Some unschoolers are, and believe that there is nothing that must be taught to be learned.
I've discussed this in other posts.
Some things are much easier to learn if you have an expert who knows how, to help you learn it. Extremely precise psychomotor skills come to mind. Something that needs immediate feedback to correct.
I think that by FAR, most knowledge does not need to be taught, but can be learned in a variety of ways.
And, I've come to believe, some things CAN'T be taught.
I've learned this over many years of trying to help people in various ways.
I was a La Leche League Leader for several years when my kids were young. I spent a lot of time helping over the phone, and a fair amount of time visiting people's homes. Most of the time, I was able to help the new Mom at least a little, but not always.
When I wasn't able to help, I always wondered why. I thought that maybe if I could camp out in her closet, and see what really was happening, I might be able to figure it out. It's not that I thought the Mom was hiding anything or lying, it's that it can be so challenging to describe things, or to figure out a problem from a brief snapshot in time. If only I could be there for an extended period, I might be able to see patterns I couldn't see in a short visit, or hear over the phone. Maybe she was doing something she wasn't aware of, or something she didn't realize was important to mention.
Lack of access to someone for an extended period of time, lack of direct observation over time, and lack of ability to respond in the moment, is part of what makes it difficult to teach some things. The person's life goes on without you the rest of the time, and whatever other influences they have may well override your (and their) efforts.
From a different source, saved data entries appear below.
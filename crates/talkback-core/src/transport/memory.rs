//! In-memory transport pair.
//!
//! Bridges a server-side [`MemoryTransport`] to a [`MemoryClient`] that
//! speaks envelopes directly. The client can pause the server's writes to
//! simulate a stalled socket.

use async_trait::async_trait;
use bytes::Bytes;
use tokio::sync::{mpsc, watch};

use super::{Transport, TransportReceiver, TransportSender};
use crate::{
    Envelope, Error, Payload, Result, TransportError,
    envelope::{decode, encode},
};

/// Create a connected transport/client pair.
#[must_use]
pub fn pair() -> (MemoryTransport, MemoryClient) {
    let (client_tx, server_rx) = mpsc::unbounded_channel();
    let (server_tx, client_rx) = mpsc::unbounded_channel();
    let (gate_tx, gate_rx) = watch::channel(true);

    let transport = MemoryTransport {
        tx: server_tx,
        rx: server_rx,
        gate: gate_rx,
    };

    let client = MemoryClient {
        tx: Some(client_tx),
        rx: client_rx,
        gate: gate_tx,
    };

    (transport, client)
}

/// Server side of the pair.
pub struct MemoryTransport {
    tx: mpsc::UnboundedSender<Bytes>,
    rx: mpsc::UnboundedReceiver<Bytes>,
    gate: watch::Receiver<bool>,
}

impl Transport for MemoryTransport {
    fn split(self) -> (Box<dyn TransportSender>, Box<dyn TransportReceiver>) {
        let sender = MemorySender {
            tx: Some(self.tx),
            gate: self.gate,
        };
        let receiver = MemoryReceiver { rx: self.rx };
        (Box::new(sender), Box::new(receiver))
    }
}

struct MemorySender {
    tx: Option<mpsc::UnboundedSender<Bytes>>,
    gate: watch::Receiver<bool>,
}

#[async_trait]
impl TransportSender for MemorySender {
    async fn send(&mut self, frame: Bytes) -> Result<(), TransportError> {
        // A dropped client counts as an open gate; the send below reports the closure.
        let _ = self.gate.wait_for(|open| *open).await;
        self.tx
            .as_ref()
            .ok_or(TransportError::ConnectionClosed)?
            .send(frame)
            .map_err(|_| TransportError::ConnectionClosed)
    }

    async fn close(&mut self) -> Result<(), TransportError> {
        self.tx = None;
        Ok(())
    }
}

struct MemoryReceiver {
    rx: mpsc::UnboundedReceiver<Bytes>,
}

#[async_trait]
impl TransportReceiver for MemoryReceiver {
    async fn receive(&mut self) -> Result<Bytes, TransportError> {
        self.rx.recv().await.ok_or(TransportError::ConnectionClosed)
    }
}

/// Client side of the pair.
pub struct MemoryClient {
    tx: Option<mpsc::UnboundedSender<Bytes>>,
    rx: mpsc::UnboundedReceiver<Bytes>,
    gate: watch::Sender<bool>,
}

impl MemoryClient {
    /// Send an envelope to the server.
    ///
    /// # Errors
    /// Returns error if the envelope cannot be encoded or the server is gone.
    pub fn send(&self, envelope: &Envelope) -> Result<()> {
        self.send_raw(encode(envelope)?)
    }

    /// Send a one-way message to the server.
    ///
    /// # Errors
    /// Returns error if the server is gone.
    pub fn send_message(&self, action: &str, payload: impl Into<Payload>) -> Result<()> {
        self.send(&Envelope::message(action, payload))
    }

    /// Answer a server request.
    ///
    /// # Errors
    /// Returns error if the server is gone.
    pub fn reply(&self, id: u64, result: impl Into<Payload>) -> Result<()> {
        self.send(&Envelope::reply(id, result))
    }

    /// Send raw bytes, bypassing the codec.
    ///
    /// # Errors
    /// Returns error if the server is gone.
    pub fn send_raw(&self, frame: impl Into<Bytes>) -> Result<()> {
        self.tx
            .as_ref()
            .ok_or(TransportError::ConnectionClosed)?
            .send(frame.into())
            .map_err(|_| Error::Transport(TransportError::ConnectionClosed))
    }

    /// Receive the next envelope from the server.
    ///
    /// # Errors
    /// Returns `ConnectionClosed` once the server side is closed and drained.
    pub async fn recv(&mut self) -> Result<Envelope> {
        let frame = self
            .rx
            .recv()
            .await
            .ok_or(TransportError::ConnectionClosed)?;
        decode(&frame)
    }

    /// Receive without waiting. `None` if nothing is buffered.
    ///
    /// # Errors
    /// Returns error if a buffered frame does not decode.
    pub fn try_recv(&mut self) -> Result<Option<Envelope>> {
        match self.rx.try_recv() {
            Ok(frame) => decode(&frame).map(Some),
            Err(_) => Ok(None),
        }
    }

    /// Hold server writes until [`resume_writes`](Self::resume_writes).
    pub fn pause_writes(&self) {
        self.gate.send_replace(false);
    }

    /// Release held server writes.
    pub fn resume_writes(&self) {
        self.gate.send_replace(true);
    }

    /// Close the client-to-server direction, as a browser closing its socket would.
    pub fn close(&mut self) {
        self.tx = None;
    }
}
Another piece of the puzzle is the idea that unschooling "is like being on vacation all of the time!"
It isn't. :-)
Some of the activities may be similar to the kinds of things many people tend to do on their vacations, but unschooling has an important- critical- aspect that vacations do not share.
That of not being a vacation.
The thing about vacations is that they are departures from your "regular," day-to-day life. They often take place at a location other than your home. People frequently allow or tolerate things they would not want to live with every day, because they know it is of limited duration. Unfamiliar foods, uncomfortable bedding, strangers being around a lot, a lack of usual resources, etc. People may make exceptions to their preferred diet, for a variety of reasons. They may go without sleep. They may choose different activities, because those activities are only available during the vacation, putting off things they normally enjoy. They may tolerate more disruptive behavior, under the belief that a vacation means "having fun," and everyone needs to "go along."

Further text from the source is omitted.